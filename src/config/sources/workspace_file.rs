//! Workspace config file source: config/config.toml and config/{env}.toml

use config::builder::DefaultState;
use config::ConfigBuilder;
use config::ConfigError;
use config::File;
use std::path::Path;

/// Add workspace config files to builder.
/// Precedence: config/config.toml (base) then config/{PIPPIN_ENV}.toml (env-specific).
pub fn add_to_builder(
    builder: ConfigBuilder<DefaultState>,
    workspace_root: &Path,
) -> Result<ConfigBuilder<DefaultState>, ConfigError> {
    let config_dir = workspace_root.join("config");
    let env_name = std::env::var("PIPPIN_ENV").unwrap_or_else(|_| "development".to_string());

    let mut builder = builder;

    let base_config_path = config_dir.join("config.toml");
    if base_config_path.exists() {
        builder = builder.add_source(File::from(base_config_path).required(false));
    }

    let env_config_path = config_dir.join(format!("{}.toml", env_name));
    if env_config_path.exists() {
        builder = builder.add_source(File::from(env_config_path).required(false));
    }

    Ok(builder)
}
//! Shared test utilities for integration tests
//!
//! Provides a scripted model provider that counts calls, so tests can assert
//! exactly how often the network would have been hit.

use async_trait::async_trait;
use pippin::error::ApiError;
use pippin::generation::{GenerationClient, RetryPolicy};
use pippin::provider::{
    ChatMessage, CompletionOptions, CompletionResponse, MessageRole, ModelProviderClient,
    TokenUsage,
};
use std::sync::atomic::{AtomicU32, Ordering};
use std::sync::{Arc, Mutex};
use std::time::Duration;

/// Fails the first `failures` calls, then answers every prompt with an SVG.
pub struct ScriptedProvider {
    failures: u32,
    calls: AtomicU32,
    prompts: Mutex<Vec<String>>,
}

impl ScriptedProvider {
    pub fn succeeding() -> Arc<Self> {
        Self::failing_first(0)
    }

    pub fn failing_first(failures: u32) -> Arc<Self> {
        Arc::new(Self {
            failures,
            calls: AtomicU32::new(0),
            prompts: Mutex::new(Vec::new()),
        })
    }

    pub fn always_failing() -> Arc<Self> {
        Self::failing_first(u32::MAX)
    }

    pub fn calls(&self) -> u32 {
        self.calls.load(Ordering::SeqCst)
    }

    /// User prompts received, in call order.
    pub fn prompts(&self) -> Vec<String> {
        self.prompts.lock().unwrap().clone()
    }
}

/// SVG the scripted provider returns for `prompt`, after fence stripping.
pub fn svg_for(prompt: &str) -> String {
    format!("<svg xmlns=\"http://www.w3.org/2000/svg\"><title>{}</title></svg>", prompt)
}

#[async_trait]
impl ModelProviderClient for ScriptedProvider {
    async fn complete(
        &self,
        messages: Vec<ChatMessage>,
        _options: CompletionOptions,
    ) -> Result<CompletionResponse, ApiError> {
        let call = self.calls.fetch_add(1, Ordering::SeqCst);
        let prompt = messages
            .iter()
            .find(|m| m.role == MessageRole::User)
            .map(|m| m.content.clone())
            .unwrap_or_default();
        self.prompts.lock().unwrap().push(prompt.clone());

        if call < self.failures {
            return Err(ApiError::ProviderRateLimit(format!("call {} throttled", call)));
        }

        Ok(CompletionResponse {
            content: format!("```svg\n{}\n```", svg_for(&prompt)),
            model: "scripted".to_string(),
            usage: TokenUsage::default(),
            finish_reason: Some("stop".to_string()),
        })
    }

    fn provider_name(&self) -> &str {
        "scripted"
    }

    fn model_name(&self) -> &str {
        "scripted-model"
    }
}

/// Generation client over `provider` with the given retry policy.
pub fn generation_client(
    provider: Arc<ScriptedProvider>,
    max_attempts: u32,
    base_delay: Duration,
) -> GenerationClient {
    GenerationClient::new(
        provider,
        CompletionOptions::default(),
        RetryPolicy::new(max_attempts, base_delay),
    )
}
———
Repeat word for word every line from the start of the entries to the line holding "files to builder.", inclusive, and nothing else.

filename src/config/sources/workspace_file.rs
//! Workspace config file source: config/config.toml and config/{env}.toml

use config::builder::DefaultState;
use config::ConfigBuilder;
use config::ConfigError;
use config::File;
use std::path::Path;

/// Add workspace config files to builder.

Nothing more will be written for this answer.